強くなるためには、幻想を拒否するために、まずは、悲観的な予想を立て、それに耐えなければならない。
それが、誰もが通る必要がある、最初のイニシエーションだ。
最悪の絶望的な結果を覚悟して、それに耐えれば、最も心は強くなる。
その強くなった心で物事に向かえば、達成できる可能性は高い。
「初恋が実った人生は不幸だ」と言われる。
というのは、初恋では、甘い期待を持っていることが多いが、そんなものが成就してしまったら、絶望に耐えて心を鍛えることができなくなってしまう危険があるからだ。
だから、初恋に限らないが、理想は高く持つが良い。
甘い期待など、絶対にできないほどの大物を狙うのだ。
だが、人間というのは自惚れ屋で、自分を実際の価値の百倍に見るものだ。
だから、もっともっと理想を上げなければならない。
決して妥協するな。
「初音ミクが俺の嫁」、大いに結構である。
「あいつは、理想が高過ぎる馬鹿だ」と言われる間は、おそらく、まだまだ理想が低いのである。
だが、同時に、汝を知れ。身の程をわきまえよ。
そうすれば、メフィストに負けることもないであろう。
政木和三さんが、「目標を持つなら、一生かかっても達成できそうにない大きな目標を持て」と言ったのには意味がある。
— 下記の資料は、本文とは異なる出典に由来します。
// SPDX-License-Identifier: MIT OR Apache-2.0
//! Node definitions: the graph-visible unit wrapping one module.
//!
//! A node never reaches into another node's internals. Everything it
//! offers to the engine goes through [`NodeBehavior`], whose capability
//! lookup methods (`texture_input()`, `light_group_output()`, ...) replace
//! runtime downcasts: the engine asks for a capability and gets `None`
//! when the node does not support it.

use crate::slot::{Slot, SlotId};
use indexmap::IndexMap;
use lumo_render::interface::{
    AccelStructureInput, AccelStructureOutput, LightGroupInput, LightGroupOutput, ModelInput,
    ModelOutput, ShaderPassInput, ShaderPassOutput, TexelBufferInput, TexelBufferOutput,
    TextureInput, TextureOutput, VariableInput, VariableOutput,
};
use lumo_render::provider::{CommandList, ResourceProvider};
use serde::{Deserialize, Serialize};
use std::collections::HashSet;
use std::path::PathBuf;
use uuid::Uuid;

/// Unique identifier for a node.
#[derive(Debug, Clone, Copy, PartialEq, Eq, Hash, Serialize, Deserialize)]
pub struct NodeId(pub Uuid);

impl NodeId {
    /// Create a new random node ID.
    pub fn new() -> Self {
        Self(Uuid::new_v4())
    }
}

impl Default for NodeId {
    fn default() -> Self {
        Self::new()
    }
}

/// When a node executes within the per-frame traversal.
#[derive(Debug, Clone, Copy, PartialEq, Eq, Serialize, Deserialize)]
pub enum ExecutionPolicy {
    /// Execute every frame
    Always,
    /// Execute only when marked needed (input changed, parameter edited)
    WhenNeeded,
}

/// Per-frame execution context handed to node behaviors. Explicit context
/// object, constructed by the frame driver; no global state.
pub struct ExecuteContext<'a> {
    /// Monotonic frame counter
    pub frame: u64,
    /// The graphics backend
    pub provider: &'a mut dyn ResourceProvider,
    /// The frame's command list
    pub commands: &'a mut CommandList,
}

/// Behavior of a node: execution plus capability lookup.
///
/// The default for every capability method is `None`; implementors opt in
/// to exactly the resource kinds they produce or consume.
pub trait NodeBehavior {
    /// Execute the node's module for this frame. Returning false means the
    /// node could not render (failed pipeline build); the graph skips its
    /// output this frame and downstream consumers degrade gracefully.
    fn execute(&mut self, ctx: &mut ExecuteContext<'_>) -> bool;

    /// Whether the output was regenerated since the last take. The graph
    /// sends exactly one notification per take that returns true.
    fn take_output_changed(&mut self) -> bool {
        false
    }

    /// Forward a shader-change set; returns whether anything recompiled.
    fn update_shaders(
        &mut self,
        _provider: &mut dyn ResourceProvider,
        _changed: &HashSet<PathBuf>,
    ) -> bool {
        false
    }

    /// GUI hook: draw the node's parameter widgets. Returns whether the
    /// user changed a parameter. The engine only uses the boolean to set
    /// its own dirty flags; widget internals live in the GUI layer.
    fn draw_widgets(&mut self, _frame: u64) -> bool {
        false
    }

    /// Fence-gated end of frame (ping-pong swaps).
    fn end_frame(&mut self) {}

    /// Deterministic teardown of owned GPU objects.
    fn unit(&mut self, _provider: &mut dyn ResourceProvider) {}

    /// Texture consumer capability, if supported.
    fn texture_input(&mut self) -> Option<&mut dyn TextureInput> {
        None
    }

    /// Texture producer capability, if supported.
    fn texture_output(&self) -> Option<&dyn TextureOutput> {
        None
    }

    /// Light group consumer capability, if supported.
    fn light_group_input(&mut self) -> Option<&mut dyn LightGroupInput> {
        None
    }

    /// Light group producer capability, if supported.
    fn light_group_output(&self) -> Option<&dyn LightGroupOutput> {
        None
    }

    /// Model consumer capability, if supported.
    fn model_input(&mut self) -> Option<&mut dyn ModelInput> {
        None
    }

    /// Model producer capability, if supported.
    fn model_output(&self) -> Option<&dyn ModelOutput> {
        None
    }

    /// Texel buffer consumer capability, if supported.
    fn texel_buffer_input(&mut self) -> Option<&mut dyn TexelBufferInput> {
        None
    }

    /// Texel buffer producer capability, if supported.
    fn texel_buffer_output(&self) -> Option<&dyn TexelBufferOutput> {
        None
    }

    /// Acceleration structure consumer capability, if supported.
    fn accel_structure_input(&mut self) -> Option<&mut dyn AccelStructureInput> {
        None
    }

    /// Acceleration structure producer capability, if supported.
    fn accel_structure_output(&self) -> Option<&dyn AccelStructureOutput> {
        None
    }

    /// Variable consumer capability, if supported.
    fn variable_input(&mut self) -> Option<&mut dyn VariableInput> {
        None
    }

    /// Variable producer capability, if supported.
    fn variable_output(&self) -> Option<&dyn VariableOutput> {
        None
    }

    /// Shader pass consumer capability (mergers), if supported.
    fn shader_pass_input(&mut self) -> Option<&mut dyn ShaderPassInput> {
        None
    }

    /// Shader pass producer capability, if supported.
    fn shader_pass_output(&self) -> Option<&dyn ShaderPassOutput> {
        None
    }
}

/// A node instance in a graph.
pub struct Node {
    /// Unique instance ID
    pub id: NodeId,
    /// Node type tag (registry key)
    pub type_tag: String,
    /// Display name (user-editable)
    pub name: String,
    /// Position on the editor canvas
    pub position: [f32; 2],
    /// Execution policy
    pub policy: ExecutionPolicy,
    /// Whether a `WhenNeeded` node must execute this frame
    pub needs_execution: bool,
    /// Set when the node failed to render last frame, to withdraw its
    /// outputs once rather than every frame
    pub(crate) failed: bool,
    inputs: Vec<Slot>,
    outputs: Vec<Slot>,
    pub(crate) behavior: Box<dyn NodeBehavior>,
    /// Optional nested graph executed before the node's own module
    pub child_graph: Option<crate::graph::Graph>,
}

impl Node {
    /// Create a node from its type tag and behavior.
    pub fn new(
        type_tag: impl Into<String>,
        name: impl Into<String>,
        behavior: Box<dyn NodeBehavior>,
    ) -> Self {
        Self {
            id: NodeId::new(),
            type_tag: type_tag.into(),
            name: name.into(),
            position: [0.0, 0.0],
            policy: ExecutionPolicy::Always,
            needs_execution: true,
            failed: false,
            inputs: Vec::new(),
            outputs: Vec::new(),
            behavior,
            child_graph: None,
        }
    }

    /// Set the canvas position.
    pub fn with_position(mut self, x: f32, y: f32) -> Self {
        self.position = [x, y];
        self
    }

    /// Add an input slot.
    pub fn with_input(mut self, slot: Slot) -> Self {
        self.inputs.push(slot);
        self
    }

    /// Add an output slot.
    pub fn with_output(mut self, slot: Slot) -> Self {
        self.outputs.push(slot);
        self
    }

    /// Set the execution policy.
    pub fn with_policy(mut self, policy: ExecutionPolicy) -> Self {
        self.policy = policy;
        self
    }

    /// Input slots, in declaration order.
    pub fn inputs(&self) -> &[Slot] {
        &self.inputs
    }

    /// Output slots, in declaration order.
    pub fn outputs(&self) -> &[Slot] {
        &self.outputs
    }

    /// Find a slot (input or output) by ID.
    pub fn slot(&self, slot_id: SlotId) -> Option<&Slot> {
        self.inputs
            .iter()
            .find(|s| s.id == slot_id)
            .or_else(|| self.outputs.iter().find(|s| s.id == slot_id))
    }

    /// Find a slot (input or output) by ID, mutably.
    pub(crate) fn slot_mut(&mut self, slot_id: SlotId) -> Option<&mut Slot> {
        self.inputs
            .iter_mut()
            .find(|s| s.id == slot_id)
            .or_else(|| self.outputs.iter_mut().find(|s| s.id == slot_id))
    }

    /// Find a slot by name, searching inputs then outputs.
    pub fn slot_by_name(&self, name: &str) -> Option<&Slot> {
        self.inputs
            .iter()
            .find(|s| s.name == name)
            .or_else(|| self.outputs.iter().find(|s| s.name == name))
    }

    /// The node's behavior, for capability queries.
    pub fn behavior(&self) -> &dyn NodeBehavior {
        self.behavior.as_ref()
    }

    /// The node's behavior, mutably.
    pub fn behavior_mut(&mut self) -> &mut dyn NodeBehavior {
        self.behavior.as_mut()
    }

    /// Mark the node as needing execution on the next frame.
    pub fn mark_needed(&mut self) {
        self.needs_execution = true;
    }
}

impl std::fmt::Debug for Node {
    fn fmt(&self, f: &mut std::fmt::Formatter<'_>) -> std::fmt::Result {
        f.debug_struct("Node")
            .field("id", &self.id)
            .field("type_tag", &self.type_tag)
            .field("name", &self.name)
            .field("inputs", &self.inputs.len())
            .field("outputs", &self.outputs.len())
            .finish_non_exhaustive()
    }
}

/// Factory producing a fresh node of one type.
pub type NodeFactory = Box<dyn Fn() -> Node + Send + Sync>;

/// Registry of node templates, used by the editor's "add node" menu and by
/// project load to rebuild behaviors from blueprints.
#[derive(Default)]
pub struct NodeRegistry {
    factories: IndexMap<String, NodeFactory>,
}

impl NodeRegistry {
    /// Create an empty registry.
    pub fn new() -> Self {
        Self::default()
    }

    /// Register a node template under its type tag.
    pub fn register(&mut self, type_tag: impl Into<String>, factory: NodeFactory) {
        self.factories.insert(type_tag.into(), factory);
    }

    /// Registered type tags, in registration order.
    pub fn type_tags(&self) -> impl Iterator<Item = &str> {
        self.factories.keys().map(String::as_str)
    }

    /// Create a fresh node of the given type, if registered.
    pub fn create(&self, type_tag: &str) -> Option<Node> {
        self.factories.get(type_tag).map(|f| f())
    }
}

impl std::fmt::Debug for NodeRegistry {
    fn fmt(&self, f: &mut std::fmt::Formatter<'_>) -> std::fmt::Result {
        f.debug_struct("NodeRegistry")
            .field("types", &self.factories.keys().collect::<Vec<_>>())
            .finish()
    }
}
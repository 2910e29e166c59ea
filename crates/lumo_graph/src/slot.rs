// SPDX-License-Identifier: MIT OR Apache-2.0
//! Slot definitions: typed connection points on a node.

use crate::node::NodeId;
use serde::{Deserialize, Serialize};
use uuid::Uuid;

/// Unique identifier for a slot (unique within its parent node, random in
/// practice).
#[derive(Debug, Clone, Copy, PartialEq, Eq, Hash, Serialize, Deserialize)]
pub struct SlotId(pub Uuid);

impl SlotId {
    /// Create a new random slot ID.
    pub fn new() -> Self {
        Self(Uuid::new_v4())
    }
}

impl Default for SlotId {
    fn default() -> Self {
        Self::new()
    }
}

/// Slot direction.
#[derive(Debug, Clone, Copy, PartialEq, Eq, Serialize, Deserialize)]
pub enum SlotDirection {
    /// Input slot; accepts at most one incoming link
    Input,
    /// Output slot; may feed any number of inputs
    Output,
}

/// Resource capability carried by a slot.
#[derive(Debug, Clone, Copy, PartialEq, Eq, Serialize, Deserialize)]
pub enum SlotKind {
    /// 2D texture descriptor
    Texture2D,
    /// Texel buffer descriptor
    TexelBuffer,
    /// Light group
    LightGroup,
    /// Mesh data
    Model,
    /// Shader pass references (merger hand-off)
    ShaderPass,
    /// Plain value
    Variable,
    /// Acceleration structure handle
    AccelStructure,
}

impl SlotKind {
    /// Whether a resource of this kind can flow into a slot of `other`.
    pub fn can_connect_to(self, other: SlotKind) -> bool {
        self == other
    }
}

/// Stable reference to a slot on some node.
#[derive(Debug, Clone, Copy, PartialEq, Eq, Hash, Serialize, Deserialize)]
pub struct SlotRef {
    /// Owning node
    pub node: NodeId,
    /// Slot on that node
    pub slot: SlotId,
}

impl SlotRef {
    /// Create a slot reference.
    pub fn new(node: NodeId, slot: SlotId) -> Self {
        Self { node, slot }
    }
}

/// A typed connection point on a node.
///
/// Link membership is bidirectional and non-owning: if A's `linked` set
/// contains B then B's contains A, and breaking a link removes both sides
/// atomically without touching either node.
#[derive(Debug, Clone, Serialize, Deserialize)]
pub struct Slot {
    /// Unique slot ID
    pub id: SlotId,
    /// Display name
    pub name: String,
    /// Direction
    pub direction: SlotDirection,
    /// Resource kind
    pub kind: SlotKind,
    /// Descriptor binding index the consumer binds this resource at
    pub binding: u32,
    /// Linked counterpart slots (0..1 for inputs, 0..n for outputs)
    pub(crate) linked: Vec<SlotRef>,
}

impl Slot {
    /// Create an input slot.
    pub fn input(name: impl Into<String>, kind: SlotKind, binding: u32) -> Self {
        Self {
            id: SlotId::new(),
            name: name.into(),
            direction: SlotDirection::Input,
            kind,
            binding,
            linked: Vec::new(),
        }
    }

    /// Create an output slot.
    pub fn output(name: impl Into<String>, kind: SlotKind, binding: u32) -> Self {
        Self {
            id: SlotId::new(),
            name: name.into(),
            direction: SlotDirection::Output,
            kind,
            binding,
            linked: Vec::new(),
        }
    }

    /// Slots currently linked to this one.
    pub fn linked(&self) -> &[SlotRef] {
        &self.linked
    }

    /// Whether any link exists.
    pub fn is_linked(&self) -> bool {
        !self.linked.is_empty()
    }

    pub(crate) fn add_link(&mut self, other: SlotRef) {
        if !self.linked.contains(&other) {
            self.linked.push(other);
        }
    }

    pub(crate) fn remove_link(&mut self, other: SlotRef) {
        self.linked.retain(|l| *l != other);
    }
}

#[cfg(test)]
mod tests {
    use super::*;

    #[test]
    fn test_kind_compatibility() {
        assert!(SlotKind::Texture2D.can_connect_to(SlotKind::Texture2D));
        assert!(!SlotKind::Texture2D.can_connect_to(SlotKind::LightGroup));
    }

    #[test]
    fn test_link_membership() {
        let mut slot = Slot::output("out", SlotKind::Texture2D, 0);
        let other = SlotRef::new(NodeId::new(), SlotId::new());

        slot.add_link(other);
        slot.add_link(other); // duplicate-safe
        assert_eq!(slot.linked().len(), 1);

        slot.remove_link(other);
        assert!(!slot.is_linked());
    }
}
/// Error from the resource provider.
#[derive(Debug, thiserror::Error)]
pub enum ProviderError {
    /// GPU memory or object creation failed
    #[error("resource allocation failed: {0}")]
    AllocationFailed(String),

    /// Shader compilation or validation failed
    #[error("shader compilation failed: {0}")]
    ShaderCompile(String),

    /// The requested feature is not available on this backend
    #[error("unsupported by this backend: {0}")]
    Unsupported(String),

    /// The device reported it cannot continue; not locally recoverable
    #[error("device lost: {0}")]
    DeviceLost(String),
}

impl ProviderError {
    /// Whether this error is fatal to the process (device lost).
    pub fn is_fatal(&self) -> bool {
        matches!(self, Self::DeviceLost(_))
    }
}

/// The graphics backend as seen by passes and the graph engine.
///
/// A single provider instance is constructed at startup and passed by
/// mutable reference into every operation that needs it; there is no global
/// state. All calls happen on the main thread.
pub trait ResourceProvider {
    /// Allocate an image and return its descriptor.
    fn create_image(&mut self, desc: &ImageDesc) -> Result<ImageInfo, ProviderError>;

    /// Destroy an image. Null and unknown ids are ignored.
    fn destroy_image(&mut self, image: ImageId);

    /// Allocate a buffer and return its region descriptor.
    fn create_buffer(&mut self, desc: &BufferDesc) -> Result<BufferInfo, ProviderError>;

    /// Destroy a buffer. Null and unknown ids are ignored.
    fn destroy_buffer(&mut self, buffer: BufferId);

    /// Copy host bytes into a buffer.
    fn write_buffer(&mut self, buffer: BufferId, offset: u64, data: &[u8]);

    /// Compile and validate one shader source unit.
    fn compile_shader(&mut self, source: &ShaderSource) -> Result<ShaderModuleId, ProviderError>;

    /// Destroy a shader module.
    fn destroy_shader(&mut self, shader: ShaderModuleId);

    /// Build a pipeline from compiled modules.
    fn create_pipeline(&mut self, desc: &PipelineDesc) -> Result<PipelineId, ProviderError>;

    /// Destroy a pipeline. Null and unknown ids are ignored.
    fn destroy_pipeline(&mut self, pipeline: PipelineId);

    /// Allocate a descriptor set for a pipeline's layout.
    fn allocate_descriptor_set(
        &mut self,
        pipeline: PipelineId,
    ) -> Result<DescriptorSetId, ProviderError>;

    /// Point a descriptor set's bindings at new resources.
    fn update_descriptor_set(&mut self, set: DescriptorSetId, writes: &[DescriptorWrite]);

    /// Free a descriptor set. Null and unknown ids are ignored.
    fn free_descriptor_set(&mut self, set: DescriptorSetId);

    /// Submit a recorded command list to the device queue.
    fn submit(&mut self, commands: &CommandList) -> Result<(), ProviderError>;

    /// Block until all submitted work is complete. Bounded by the backend's
    /// own timeout; a failure here is device-lost.
    fn wait_idle(&mut self);
}

#[cfg(test)]
mod tests {
    use super::*;

    #[test]
    fn test_clamp_extent() {
        assert_eq!(clamp_extent([0, 0]), [1, 1]);
        assert_eq!(clamp_extent([256, 9000]), [256, 8192]);
        assert_eq!(clamp_extent([512, 512]), [512, 512]);
    }

    #[test]
    fn test_default_handle_is_null() {
        assert!(ImageId::default().is_null());
        assert!(AccelStructureId::default().is_null());
        assert_eq!(PipelineId::default(), PipelineId::NULL);
    }

    #[test]
    fn test_empty_image_info() {
        let empty = ImageInfo::empty();
        assert!(empty.is_empty());
        assert_eq!(empty.size, [1, 1]);
    }

    #[test]
    fn test_barrier_counting() {
        let mut list = CommandList::new();
        list.push(Command::Dispatch { groups: [1, 1, 1] });
        list.push(Command::MemoryBarrier(MemoryBarrier::compute_write_to_read()));
        list.push(Command::Dispatch { groups: [1, 1, 1] });
        assert_eq!(list.count_barriers(MemoryBarrier::compute_write_to_read()), 1);
    }
}
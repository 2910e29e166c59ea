// SPDX-License-Identifier: MIT OR Apache-2.0
//! Module layer: one rendering effect composed of one or more passes.
//!
//! A module owns an ordered pass list, an effect-enabled flag, and the
//! per-frame chain relinking that wires each enabled pass's input to the
//! previous enabled pass's output (or to the module's external input when
//! none precedes it). Disabling an effect therefore takes effect on the
//! very next frame with zero dangling bindings, and a module with every
//! pass disabled behaves as an identity transform over its external input.

use crate::interface::{
    AccelStructureInfo, AccelStructureInput, LightGroup, LightGroupInput, ModelInfo, ModelInput,
    ShaderPassInput, ShaderPassOutput, ShaderPassRef, ShaderPassWork, TexelBufferInfo,
    TexelBufferInput, TextureInput, TextureOutput, VariableInput, VariableValue,
};
use crate::provider::{Command, CommandList, ImageInfo, ProviderError, ResourceProvider};
use indexmap::IndexMap;
use std::collections::HashSet;
use std::path::PathBuf;
use tracing::{debug, warn};

/// A named effect built from an ordered pass chain.
#[derive(Debug)]
pub struct Module {
    name: String,
    enabled: bool,
    passes: Vec<super::Pass>,
    last_executed_frame: Option<u64>,
    external_input: ImageInfo,
    external_input_set: bool,
    variables: IndexMap<u32, VariableValue>,
    merged_passes: Vec<ShaderPassRef>,
    output_changed: bool,
}
// SPDX-License-Identifier: MIT OR Apache-2.0
//! Lumo - node-graph shader authoring tool.
//!
//! Headless application shell: builds the demo graph (a gradient source
//! feeding a blur effect), drives it through the node manager at the
//! configured frame rate, and hot-reloads shader files as they change on
//! disk.

mod file_watcher;
mod settings;
mod wgpu_provider;

use file_watcher::{ShaderWatcher, ShaderWatcherConfig};
use lumo_graph::nodes::ModuleNode;
use lumo_graph::{NodeManager, SlotRef};
use lumo_render::provider::{BindingDesc, BindingKind, ResourceProvider, ShaderSource};
use lumo_render::{Module, Pass};
use settings::AppSettings;
use std::path::Path;
use std::time::{Duration, Instant};
use wgpu_provider::WgpuProvider;

const GRADIENT_SHADER: &str = r"#version 450
layout(local_size_x = 8, local_size_y = 8) in;
layout(set = 0, binding = 1, rgba8) uniform writeonly image2D outImage;
void main() {
    ivec2 pixel = ivec2(gl_GlobalInvocationID.xy);
    ivec2 size = imageSize(outImage);
    vec2 uv = vec2(pixel) / vec2(size);
    imageStore(outImage, pixel, vec4(uv, 0.5, 1.0));
}
";

const BLUR_SHADER: &str = r"#version 450
layout(local_size_x = 8, local_size_y = 8) in;
layout(set = 0, binding = 0) uniform texture2D inImage;
layout(set = 0, binding = 1, rgba8) uniform writeonly image2D outImage;
layout(set = 0, binding = 2) uniform Params { int radius; } params;
void main() {
    ivec2 pixel = ivec2(gl_GlobalInvocationID.xy);
    vec4 sum = vec4(0.0);
    int taps = 0;
    for (int y = -params.radius; y <= params.radius; y++) {
        for (int x = -params.radius; x <= params.radius; x++) {
            sum += texelFetch(inImage, pixel + ivec2(x, y), 0);
            taps++;
        }
    }
    imageStore(outImage, pixel, sum / float(taps));
}
";

/// Uniform block layout of the blur pass.
#[repr(C)]
#[derive(Clone, Copy, bytemuck::Pod, bytemuck::Zeroable)]
struct BlurParams {
    radius: i32,
    _pad: [i32; 3],
}

/// Load a shader from the watched directory when present, falling back to
/// the embedded source. The path is attached either way so hot reload can
/// pick the file up once the user creates it.
fn demo_shader(shader_dir: &Path, file: &str, fallback: &str) -> ShaderSource {
    let path = shader_dir.join(file);
    let text = std::fs::read_to_string(&path).unwrap_or_else(|_| fallback.to_string());
    ShaderSource::compute_glsl(file, text).with_path(path)
}

fn build_demo_graph(
    manager: &mut NodeManager,
    provider: &mut dyn ResourceProvider,
    settings: &AppSettings,
) -> Result<(), lumo_render::ProviderError> {
    let gradient_pass = Pass::compute(
        "gradient",
        demo_shader(&settings.shader_dir, "gradient.comp", GRADIENT_SHADER),
        vec![BindingDesc {
            binding: 1,
            kind: BindingKind::StorageImage,
        }],
        [8, 8],
    );
    let mut gradient = Module::new("gradient", vec![gradient_pass]);
    gradient.init(provider, settings.output_size)?;

    let blur_pass = Pass::compute(
        "blur",
        demo_shader(&settings.shader_dir, "blur.comp", BLUR_SHADER),
        vec![
            BindingDesc {
                binding: 0,
                kind: BindingKind::SampledImage,
            },
            BindingDesc {
                binding: 1,
                kind: BindingKind::StorageImage,
            },
            BindingDesc {
                binding: 2,
                kind: BindingKind::UniformBuffer,
            },
        ],
        [8, 8],
    )
    .with_ping_pong()
    .with_ubo(std::mem::size_of::<BlurParams>() as u64);
    let mut blur = Module::new("blur", vec![blur_pass]);
    blur.init(provider, settings.output_size)?;
    // The uniform buffer only exists after init.
    blur.passes_mut()[0].set_ubo_bytes(bytemuck::bytes_of(&BlurParams {
        radius: 1,
        _pad: [0; 3],
    }));

    let graph = manager.root_mut();
    let source = graph.add_node(ModuleNode::effect_node("gradient", gradient));
    let effect = graph.add_node(ModuleNode::effect_node("blur", blur));

    let from = SlotRef::new(
        source,
        graph
            .node(source)
            .and_then(|n| n.slot_by_name("out"))
            .map(|s| s.id)
            .expect("demo node declares an output"),
    );
    let to = SlotRef::new(
        effect,
        graph
            .node(effect)
            .and_then(|n| n.slot_by_name("in"))
            .map(|s| s.id)
            .expect("demo node declares an input"),
    );
    graph.connect(from, to).expect("demo graph is acyclic");
    Ok(())
}

fn main() {
    let env_filter = tracing_subscriber::EnvFilter::from_default_env()
        .add_directive("lumo_app=debug".parse().expect("static directive"))
        .add_directive("lumo_graph=debug".parse().expect("static directive"))
        .add_directive("lumo_render=debug".parse().expect("static directive"))
        .add_directive("wgpu=warn".parse().expect("static directive"))
        .add_directive("naga=warn".parse().expect("static directive"));
    tracing_subscriber::fmt().with_env_filter(env_filter).init();

    tracing::info!("starting Lumo v{}", env!("CARGO_PKG_VERSION"));

    let settings = match AppSettings::load(Path::new("lumo.ron")) {
        Ok(settings) => settings,
        Err(err) => {
            tracing::error!("failed to load settings: {err}");
            std::process::exit(1);
        }
    };

    let mut provider = match WgpuProvider::new() {
        Ok(provider) => provider,
        Err(err) => {
            tracing::error!("failed to initialize graphics backend: {err}");
            std::process::exit(1);
        }
    };

    let watcher_config = ShaderWatcherConfig {
        debounce_duration: Duration::from_millis(settings.watch_debounce_ms),
        ..ShaderWatcherConfig::default()
    };
    let mut watcher = match ShaderWatcher::new(watcher_config) {
        Ok(mut watcher) => {
            if settings.shader_dir.is_dir() {
                if let Err(err) = watcher.watch(&settings.shader_dir) {
                    tracing::warn!("cannot watch {:?}: {err}", settings.shader_dir);
                }
            }
            Some(watcher)
        }
        Err(err) => {
            tracing::warn!("shader hot reload disabled: {err}");
            None
        }
    };

    let mut manager = NodeManager::new();
    if let Err(err) = build_demo_graph(&mut manager, &mut provider, &settings) {
        tracing::error!("failed to build demo graph: {err}");
        std::process::exit(1);
    }

    let frame_budget = Duration::from_secs(1) / settings.target_fps.max(1);
    tracing::info!(
        size = ?settings.output_size,
        fps = settings.target_fps,
        "entering frame loop"
    );

    loop {
        let frame_start = Instant::now();

        if let Some(watcher) = watcher.as_mut() {
            let changed = watcher.take_changed();
            if !changed.is_empty() {
                manager.update_shaders(&mut provider, &changed);
            }
        }

        if !manager.try_frame(&mut provider) {
            break;
        }

        // The headless loop has no frame fence beyond a full device wait;
        // swap only once the submitted work is known complete.
        provider.wait_idle();
        manager.end_frame();

        let elapsed = frame_start.elapsed();
        if elapsed < frame_budget {
            std::thread::sleep(frame_budget - elapsed);
        }
    }

    manager.unit(&mut provider);
    tracing::info!("shut down after {} frames", manager.frame());
}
望みが叶わないことは、心にとっては心地が悪いことであり、ある意味、死に向かっていることである。
すると、心は、生命を守るため、エネルギーを取り込んで強くなるのである。
夢は大きな方が良いという真意はこれであり、決して、妄想しろという意味ではない。

ところで、個人的意見ではあるが、『ファウスト』を読むなら、高橋健二訳を強くお奨めする。
いや、ゲーテの翻訳では高橋健二が最も良い。
分かり易く、気品ある口語訳の文章は、まさに芸術的だ。
一方、森鴎外訳は全くお奨めしない。
荘厳な文語訳なのだろうが、よほど文語に強くなければ、何が書かれているのか、さっぱり分からない。
高橋健二訳の『ファウスト』は1967年に角川から出ているものは絶版だが、電子書籍が出ている。
まだ『ファウスト』を読んだことがないなら、是非、高橋健二訳で読んで欲しいと思う。